## TASK OBJECTIVE
Search the records below for "BTreeSet"; copy each line that has it.

SOURCE INFORMATION below:

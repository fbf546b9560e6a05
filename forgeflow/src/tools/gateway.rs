//! The tool gateway: bounded, budgeted access to registered tools.

use super::{ToolDefinition, ToolRegistry, ToolResult};
use crate::core::ProjectRequest;
use crate::errors::ToolError;
use crate::events::{names, EventSink, NoOpEventSink};
use crate::observability::StageTimer;
use serde::{Deserialize, Serialize};
use serde_json::{json, Value};
use std::collections::BTreeSet;
use std::sync::atomic::{AtomicU32, Ordering};
use std::sync::Arc;
use std::time::Duration;
use tracing::{debug, warn};

/// Per-call limits applied by the gateway.
#[derive(Debug, Clone, PartialEq, Eq, Serialize, Deserialize)]
pub struct ToolGatewayConfig {
    /// Timeout of one tool call in milliseconds.
    #[serde(default = "default_call_timeout_ms")]
    pub call_timeout_ms: u64,
    /// Maximum response size in bytes.
    #[serde(default = "default_max_response_bytes")]
    pub max_response_bytes: usize,
}

fn default_call_timeout_ms() -> u64 {
    30_000
}

fn default_max_response_bytes() -> usize {
    64 * 1024
}

impl Default for ToolGatewayConfig {
    fn default() -> Self {
        Self {
            call_timeout_ms: default_call_timeout_ms(),
            max_response_bytes: default_max_response_bytes(),
        }
    }
}

impl ToolGatewayConfig {
    /// Sets the per-call timeout.
    #[must_use]
    pub fn with_call_timeout(mut self, timeout: Duration) -> Self {
        self.call_timeout_ms = u64::try_from(timeout.as_millis()).unwrap_or(u64::MAX);
        self
    }

    /// Sets the response size limit.
    #[must_use]
    pub fn with_max_response_bytes(mut self, max: usize) -> Self {
        self.max_response_bytes = max;
        self
    }

    /// The per-call timeout.
    #[must_use]
    pub fn call_timeout(&self) -> Duration {
        Duration::from_millis(self.call_timeout_ms)
    }
}

#[derive(Debug)]
struct CallBudget {
    used: AtomicU32,
    limit: u32,
}

/// Mediates every tool call an agent makes.
///
/// A gateway built with [`ToolGateway::new`] is unrestricted. Sessions use
/// [`ToolGateway::for_session`], which applies the request's enabled tool set
/// and a fresh call budget. Clones share the budget.
#[derive(Clone)]
pub struct ToolGateway {
    registry: Arc<ToolRegistry>,
    config: ToolGatewayConfig,
    enabled: Option<BTreeSet<String>>,
    budget: Option<Arc<CallBudget>>,
    sink: Arc<dyn EventSink>,
}

impl ToolGateway {
    /// Creates an unrestricted gateway over a registry.
    #[must_use]
    pub fn new(registry: Arc<ToolRegistry>, config: ToolGatewayConfig) -> Self {
        Self {
            registry,
            config,
            enabled: None,
            budget: None,
            sink: Arc::new(NoOpEventSink),
        }
    }

    /// Derives the view one run session uses.
    #[must_use]
    pub fn for_session(&self, request: &ProjectRequest, sink: Arc<dyn EventSink>) -> Self {
        Self {
            registry: Arc::clone(&self.registry),
            config: self.config.clone(),
            enabled: request.options().enabled_tools.clone(),
            budget: Some(Arc::new(CallBudget {
                used: AtomicU32::new(0),
                limit: request.options().max_tool_calls,
            })),
            sink,
        }
    }

    /// The gateway limits.
    #[must_use]
    pub fn config(&self) -> &ToolGatewayConfig {
        &self.config
    }

    /// Returns true if `name` is registered and enabled.
    #[must_use]
    pub fn is_available(&self, name: &str) -> bool {
        self.registry.contains(name)
            && self
                .enabled
                .as_ref()
                .map_or(true, |enabled| enabled.contains(name))
    }

    /// Definitions of the tools this gateway may call.
    #[must_use]
    pub fn definitions(&self) -> Vec<ToolDefinition> {
        self.registry
            .definitions()
            .into_iter()
            .filter(|d| self.is_available(&d.name))
            .collect()
    }

    /// Calls made so far against the session budget.
    #[must_use]
    pub fn calls_used(&self) -> u32 {
        self.budget
            .as_ref()
            .map_or(0, |b| b.used.load(Ordering::SeqCst))
    }

    /// Calls left in the session budget, `None` when unbudgeted.
    #[must_use]
    pub fn remaining_calls(&self) -> Option<u32> {
        self.budget
            .as_ref()
            .map(|b| b.limit.saturating_sub(b.used.load(Ordering::SeqCst)))
    }

    /// Calls a tool.
    ///
    /// Timeouts are reported as [`ToolError::ToolTimeout`] and never retried
    /// here. Responses over the size limit are truncated.
    pub async fn call(&self, name: &str, args: Value) -> Result<ToolResult, ToolError> {
        let result = self.call_inner(name, args).await;
        match &result {
            Ok(res) => {
                self.sink
                    .emit(
                        names::TOOL_COMPLETED,
                        Some(json!({
                            "tool": name,
                            "duration_ms": res.duration_ms,
                            "truncated": res.truncated,
                        })),
                    )
                    .await;
            }
            Err(err) => {
                warn!(tool = %name, error = %err, "Tool call failed");
                self.sink
                    .emit(names::TOOL_FAILED, Some(json!(err.to_dict())))
                    .await;
            }
        }
        result
    }

    async fn call_inner(&self, name: &str, args: Value) -> Result<ToolResult, ToolError> {
        if !self.is_available(name) {
            return Err(ToolError::unsupported(name));
        }
        let tool = self
            .registry
            .get(name)
            .ok_or_else(|| ToolError::unsupported(name))?;
        tool.definition().check_arguments(&args)?;
        self.reserve(name)?;

        self.sink
            .emit(names::TOOL_INVOKED, Some(json!({ "tool": name })))
            .await;
        debug!(tool = %name, "Calling tool");

        let timer = StageTimer::start(name);
        let value = match tokio::time::timeout(self.config.call_timeout(), tool.call(args)).await {
            Ok(result) => result?,
            Err(_) => return Err(ToolError::timeout(name, self.config.call_timeout_ms)),
        };

        let rendered = match value {
            Value::String(text) => text,
            other => other.to_string(),
        };
        let (content, truncated) = truncate_to(rendered, self.config.max_response_bytes);

        Ok(ToolResult {
            tool: name.to_string(),
            content,
            truncated,
            duration_ms: timer.finish(),
        })
    }

    fn reserve(&self, name: &str) -> Result<(), ToolError> {
        let Some(budget) = &self.budget else {
            return Ok(());
        };
        budget
            .used
            .fetch_update(Ordering::SeqCst, Ordering::SeqCst, |used| {
                (used < budget.limit).then_some(used + 1)
            })
            .map(|_| ())
            .map_err(|_| ToolError::BudgetExhausted {
                name: name.to_string(),
                limit: budget.limit,
            })
    }
}

impl std::fmt::Debug for ToolGateway {
    fn fmt(&self, f: &mut std::fmt::Formatter<'_>) -> std::fmt::Result {
        f.debug_struct("ToolGateway")
            .field("tools", &self.registry.names())
            .field("enabled", &self.enabled)
            .field("calls_used", &self.calls_used())
            .field("config", &self.config)
            .finish_non_exhaustive()
    }
}

/// Cuts `content` to at most `max` bytes on a char boundary.
fn truncate_to(mut content: String, max: usize) -> (String, bool) {
    if content.len() <= max {
        return (content, false);
    }
    let mut end = max;
    while !content.is_char_boundary(end) {
        end -= 1;
    }
    content.truncate(end);
    (content, true)
}

#[cfg(test)]
mod tests {
    use super::*;
    use crate::core::RequestOptions;
    use crate::events::CollectingEventSink;
    use crate::testing::{EchoTool, SlowTool};
    use pretty_assertions::assert_eq;

    fn registry() -> Arc<ToolRegistry> {
        Arc::new(
            ToolRegistry::new()
                .with_tool(Arc::new(EchoTool::new("echo")))
                .with_tool(Arc::new(SlowTool::new("slow", Duration::from_millis(200)))),
        )
    }

    fn session(options: RequestOptions, config: ToolGatewayConfig) -> ToolGateway {
        let request = ProjectRequest::with_options("a calculator", options).unwrap();
        ToolGateway::new(registry(), config).for_session(&request, Arc::new(NoOpEventSink))
    }

    #[tokio::test]
    async fn test_call_returns_content() {
        let gateway = ToolGateway::new(registry(), ToolGatewayConfig::default());
        let result = gateway.call("echo", json!({"text": "hello"})).await.unwrap();

        assert_eq!(result.tool, "echo");
        assert_eq!(result.content, "hello");
        assert!(!result.truncated);
    }

    #[tokio::test]
    async fn test_unknown_tool_is_unsupported() {
        let gateway = ToolGateway::new(registry(), ToolGatewayConfig::default());
        let err = gateway.call("shell", json!({})).await.unwrap_err();
        assert_eq!(err, ToolError::unsupported("shell"));
    }

    #[tokio::test]
    async fn test_disabled_tool_is_unsupported() {
        let gateway = session(
            RequestOptions::new().with_enabled_tools(["slow"]),
            ToolGatewayConfig::default(),
        );

        assert!(!gateway.is_available("echo"));
        let err = gateway.call("echo", json!({"text": "x"})).await.unwrap_err();
        assert!(matches!(err, ToolError::UnsupportedTool { .. }));
        assert_eq!(
            gateway.definitions().iter().map(|d| d.name.as_str()).collect::<Vec<_>>(),
            vec!["slow"]
        );
    }

    #[tokio::test]
    async fn test_timeout_not_retried() {
        let gateway = ToolGateway::new(
            registry(),
            ToolGatewayConfig::default().with_call_timeout(Duration::from_millis(20)),
        );

        let err = gateway.call("slow", json!({})).await.unwrap_err();
        assert_eq!(err, ToolError::timeout("slow", 20));
    }

    #[tokio::test]
    async fn test_response_truncated_on_char_boundary() {
        let gateway = ToolGateway::new(
            registry(),
            ToolGatewayConfig::default().with_max_response_bytes(5),
        );

        let result = gateway.call("echo", json!({"text": "abcdé"})).await.unwrap();
        assert!(result.truncated);
        assert_eq!(result.content, "abcd");
    }

    #[tokio::test]
    async fn test_budget_exhausted() {
        let gateway = session(
            RequestOptions::new().with_max_tool_calls(2),
            ToolGatewayConfig::default(),
        );

        gateway.call("echo", json!({"text": "1"})).await.unwrap();
        gateway.clone().call("echo", json!({"text": "2"})).await.unwrap();
        let err = gateway.call("echo", json!({"text": "3"})).await.unwrap_err();

        assert_eq!(
            err,
            ToolError::BudgetExhausted {
                name: "echo".into(),
                limit: 2
            }
        );
        assert_eq!(gateway.calls_used(), 2);
        assert_eq!(gateway.remaining_calls(), Some(0));
    }

    #[tokio::test]
    async fn test_invalid_arguments_do_not_consume_budget() {
        let gateway = session(
            RequestOptions::new().with_max_tool_calls(1),
            ToolGatewayConfig::default(),
        );

        let err = gateway.call("echo", json!({})).await.unwrap_err();
        assert!(matches!(err, ToolError::InvalidArguments { .. }));
        assert_eq!(gateway.calls_used(), 0);
    }

    #[tokio::test]
    async fn test_concurrent_calls_are_independent() {
        let gateway = ToolGateway::new(registry(), ToolGatewayConfig::default());
        let calls = (0..8).map(|i| gateway.call("echo", json!({"text": format!("m{i}")})));
        let results = futures::future::join_all(calls).await;

        let contents: Vec<_> = results.into_iter().map(|r| r.unwrap().content).collect();
        assert_eq!(contents, (0..8).map(|i| format!("m{i}")).collect::<Vec<_>>());
    }

    #[tokio::test]
    async fn test_events_emitted() {
        let sink = Arc::new(CollectingEventSink::new());
        let request = ProjectRequest::new("a calculator").unwrap();
        let gateway = ToolGateway::new(registry(), ToolGatewayConfig::default())
            .for_session(&request, sink.clone());

        gateway.call("echo", json!({"text": "x"})).await.unwrap();
        let _ = gateway.call("missing", json!({})).await;

        assert_eq!(
            sink.types(),
            vec!["tool.invoked", "tool.completed", "tool.failed"]
        );
    }

    #[test]
    fn test_truncate_to_short_input() {
        assert_eq!(truncate_to("abc".into(), 10), ("abc".to_string(), false));
    }
}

End of SOURCE INFORMATION.

## SOLUTION TO THE PROBLEM
use std::collections::BTreeSet;
    enabled: Option<BTreeSet<String>>,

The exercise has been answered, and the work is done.